Human and mouse transriptome databases
- Chris Berrie
© BioMed Central Ltd 2002
Received: 1 July 2002
Published: 2 September 2002
The specificity of tissue transcriptional activities may be understood via high-throughput gene-expression profiling of a significant fraction of the human and mouse transcriptomes
Significance and context
High-throughput gene-expression profiling is now used to define the normal transcriptome, to identify further potential markers for disease, and to augment annotation of genes with no known physiological function. Data generated by such methods are being included in a number of reference databases that can be accessed over the worldwide web. The study by Su et al. continues this trend, providing a free, publicly accessible and searchable website that represents a significant fraction of the human and mouse transcriptomes across diverse tissue types. The expansion in the number of gene-expression databases is just beginning, but will allow us to make combined analyses of the whole transcriptome. In turn, these analyses will enable us to define new networks of interactions, while also helping us to make informed decisions relating to specific gene(s) or protein(s) of interest.
The authors have analysed 25 different human and 45 different mouse tissues using the Affymetrix human (U95A) and mouse (U74A) high-density oligonucleotide arrays and the GENECHIP 3.2 software. The principal result of this study is the generation of their human and mouse transcriptome databases. The paper includes a brief outline of how the databases can be used, although these suggestions are secondary to the information itself and are essentially based on specific ways of representing or grouping the data; for example, tissue specificity of gene expression within and between human and mouse, potential definition of gene function, and potential markers for human disease.
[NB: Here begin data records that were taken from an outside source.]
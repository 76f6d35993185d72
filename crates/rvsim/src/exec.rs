//! Instruction semantics.
//!
//! [`execute`] applies one decoded instruction to the machine state and sets
//! the next PC. All arithmetic is 32-bit modular; nothing traps except
//! out-of-range memory accesses.

use std::io::{self, Write};

use rvsim_isa::{DecodedInstr, INSTR_SIZE, InstrArgs, Op, OpClass};
use rvsim_state::{CHAR_OUT_ADDR, CharDevice, CpuState, MemoryError, Width};
use thiserror::Error;

/// Failure while executing an already-decoded instruction.
#[derive(Debug, Error)]
pub enum ExecFault {
    #[error(transparent)]
    Memory(#[from] MemoryError),
    #[error("character device: {0}")]
    Output(#[from] io::Error),
    #[error("{op} cannot take {args:?}")]
    Operands { op: Op, args: InstrArgs },
}

/// Execute `instr` at the current PC.
///
/// # Errors
///
/// Returns [`ExecFault::Memory`] for an out-of-range load or store,
/// [`ExecFault::Output`] if the character device fails, and
/// [`ExecFault::Operands`] if the operand layout does not match the op.
pub fn execute<W: Write>(
    state: &mut CpuState,
    device: &mut CharDevice<W>,
    instr: &DecodedInstr,
) -> Result<(), ExecFault> {
    let pc = state.pc;
    let next = pc.wrapping_add(INSTR_SIZE);
    let regs = &mut state.regs;

    let new_pc = match (instr.op, instr.args) {
        (Op::Lui, InstrArgs::U { rd, imm }) => {
            regs.write(rd, imm as u32);
            next
        }
        (Op::Auipc, InstrArgs::U { rd, imm }) => {
            regs.write(rd, pc.wrapping_add(imm as u32));
            next
        }
        (Op::Jal, InstrArgs::J { rd, imm }) => {
            regs.write(rd, next);
            pc.wrapping_add(imm as u32)
        }
        (Op::Jalr, InstrArgs::I { rd, rs1, imm }) => {
            // Target uses rs1 before rd is written (rd may equal rs1).
            let target = regs.read(rs1).wrapping_add(imm as u32) & !1;
            regs.write(rd, next);
            target
        }
        (op, InstrArgs::B { rs1, rs2, imm }) => {
            match branch_taken(op, regs.read(rs1), regs.read(rs2)) {
                Some(true) => pc.wrapping_add(imm as u32),
                Some(false) => next,
                None => return Err(operands(instr)),
            }
        }
        (op, InstrArgs::I { rd, rs1, imm }) if matches!(op.class(), OpClass::Load) => {
            let (width, signed) = load_kind(op).ok_or_else(|| operands(instr))?;
            let addr = regs.read(rs1).wrapping_add(imm as u32);
            let value = if signed {
                state.dmem.load_signed(addr, width)?
            } else {
                state.dmem.load(addr, width)?
            };
            regs.write(rd, value);
            next
        }
        (op, InstrArgs::S { rs1, rs2, imm }) => {
            let width = store_width(op).ok_or_else(|| operands(instr))?;
            let addr = regs.read(rs1).wrapping_add(imm as u32);
            let value = regs.read(rs2);
            if width == Width::Byte && addr == CHAR_OUT_ADDR {
                device.put(value as u8)?;
            } else {
                state.dmem.store(addr, width, value)?;
            }
            next
        }
        (op, InstrArgs::I { rd, rs1, imm }) => {
            let value = alu_imm(op, regs.read(rs1), imm).ok_or_else(|| operands(instr))?;
            regs.write(rd, value);
            next
        }
        (op, InstrArgs::R { rd, rs1, rs2 }) => {
            let value = alu(op, regs.read(rs1), regs.read(rs2)).ok_or_else(|| operands(instr))?;
            regs.write(rd, value);
            next
        }
        _ => return Err(operands(instr)),
    };

    state.pc = new_pc;
    Ok(())
}

const fn operands(instr: &DecodedInstr) -> ExecFault {
    ExecFault::Operands {
        op: instr.op,
        args: instr.args,
    }
}

/// Branch condition. BLT/BGE compare signed, BLTU/BGEU unsigned.
#[must_use]
pub const fn branch_taken(op: Op, a: u32, b: u32) -> Option<bool> {
    Some(match op {
        Op::Beq => a == b,
        Op::Bne => a != b,
        Op::Blt => (a as i32) < (b as i32),
        Op::Bge => (a as i32) >= (b as i32),
        Op::Bltu => a < b,
        Op::Bgeu => a >= b,
        _ => return None,
    })
}

/// Width and signedness of a load.
#[must_use]
pub const fn load_kind(op: Op) -> Option<(Width, bool)> {
    Some(match op {
        Op::Lb => (Width::Byte, true),
        Op::Lh => (Width::Half, true),
        Op::Lw => (Width::Word, false),
        Op::Lbu => (Width::Byte, false),
        Op::Lhu => (Width::Half, false),
        _ => return None,
    })
}

#[must_use]
pub const fn store_width(op: Op) -> Option<Width> {
    Some(match op {
        Op::Sb => Width::Byte,
        Op::Sh => Width::Half,
        Op::Sw => Width::Word,
        _ => return None,
    })
}

/// Register-immediate ALU. Shift forms take the shift amount in `imm`.
#[must_use]
pub const fn alu_imm(op: Op, a: u32, imm: i32) -> Option<u32> {
    let b = imm as u32;
    Some(match op {
        Op::Addi => a.wrapping_add(b),
        Op::Slti => ((a as i32) < imm) as u32,
        Op::Sltiu => (a < b) as u32,
        Op::Xori => a ^ b,
        Op::Ori => a | b,
        Op::Andi => a & b,
        Op::Slli => a.wrapping_shl(b & 0x1F),
        Op::Srli => a.wrapping_shr(b & 0x1F),
        Op::Srai => (a as i32).wrapping_shr(b & 0x1F) as u32,
        _ => return None,
    })
}

/// Register-register ALU. Shift amounts use the low 5 bits of `b`.
#[must_use]
pub const fn alu(op: Op, a: u32, b: u32) -> Option<u32> {
    Some(match op {
        Op::Add => a.wrapping_add(b),
        Op::Sub => a.wrapping_sub(b),
        Op::Sll => a.wrapping_shl(b & 0x1F),
        Op::Slt => ((a as i32) < (b as i32)) as u32,
        Op::Sltu => (a < b) as u32,
        Op::Xor => a ^ b,
        Op::Srl => a.wrapping_shr(b & 0x1F),
        Op::Sra => (a as i32).wrapping_shr(b & 0x1F) as u32,
        Op::Or => a | b,
        Op::And => a & b,
        _ => return None,
    })
}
Supplementary data to Proc Natl Acad Sci USA 2002, 99:4465-4470 are available as Table 1, Tissue-specific gene expression in human and Table 2, Tissue-specific gene expression in mouse. The Genomics Institute of the Novartis Research Foundation provides a Gene Expression Atlas. In addition various tools are available for analyzing such data, including cluster analysis (CLUSTER) and visualization (TREEVIEW), which can be downloaded from the website of Michael Eisen, finding promoter region conserved motifs: (AlignACE) and (SCANACE); and finding potential human/mouse orthologs - LocusLink.
The main benefit of this study to biomedical research is the availability of the searchable database. This has allowed the massive amount of data obtained to be available to others, particularly as the actual retrieval of the data does not in itself provide anything conclusive. Indeed, the large amount of data of unknown significance that are generated by a single-throughput analysis can in itself be defeating. The authors have also expanded their study in an attempt to rationalize and confirm their data through their own examples of the types of analyses to which the data can be subjected. This is combined with a number of specific examples in each class of analysis, although some of this information could also be said to be potentially misleading. To take but one example: as detailed by the authors, the enriched expression of the orphan G-protein-coupled receptors (GPCRs) GPR31 and GPR9 in the pancreas could indicate they have a role in digestion or hormone secretion; however, the arginine vasopressin AVPR2 GPCR (which is known to be expressed predominantly in the kidney tubule) shows a lack of kidney-specific expression here. Thus, the data need careful consideration and continual expansion in order for researchers to trust that tissue specificity does indeed give potential functional information.
The authors also consider one of the potentially biggest areas of benefit that such analyses will provide in the future: the identification of markers of human carcinomas. They analyzed a cross-section of normal tissues, normal prostate and prostate cancer samples with a view to providing an analysis for potential markers for prostate cancer. In this case, at least, the authors provided a wider variety of prostate tumor samples (24), although this could also be self-defeating because of the potential variety of tumor types and progression stages seen even within a single tissue type. Furthermore, if one considers the top eight gene candidates as individual 'markers', a cross-check through the authors' database indicates that only one (Hs.301947) showed a high level of expression in their prostate cancer sample, with most appearing to be more prostate-specific than prostate-carcinoma-specific. Even with the wider inclusion of prostate cancer samples, therefore, any data obtained at this level need to be taken as merely indicative. At the same time, it is unfortunate that normal human mammary tissue was not included in the analysis, as this is one area of gene-expression profiling that would be further used by others already involved in the search for mammary tumor markers. Despite these criticisms of the 'supporting data' provided, if the study is accepted as comprising the collecting of the data then the authors have succeeded in providing a potentially very useful and usable analysis.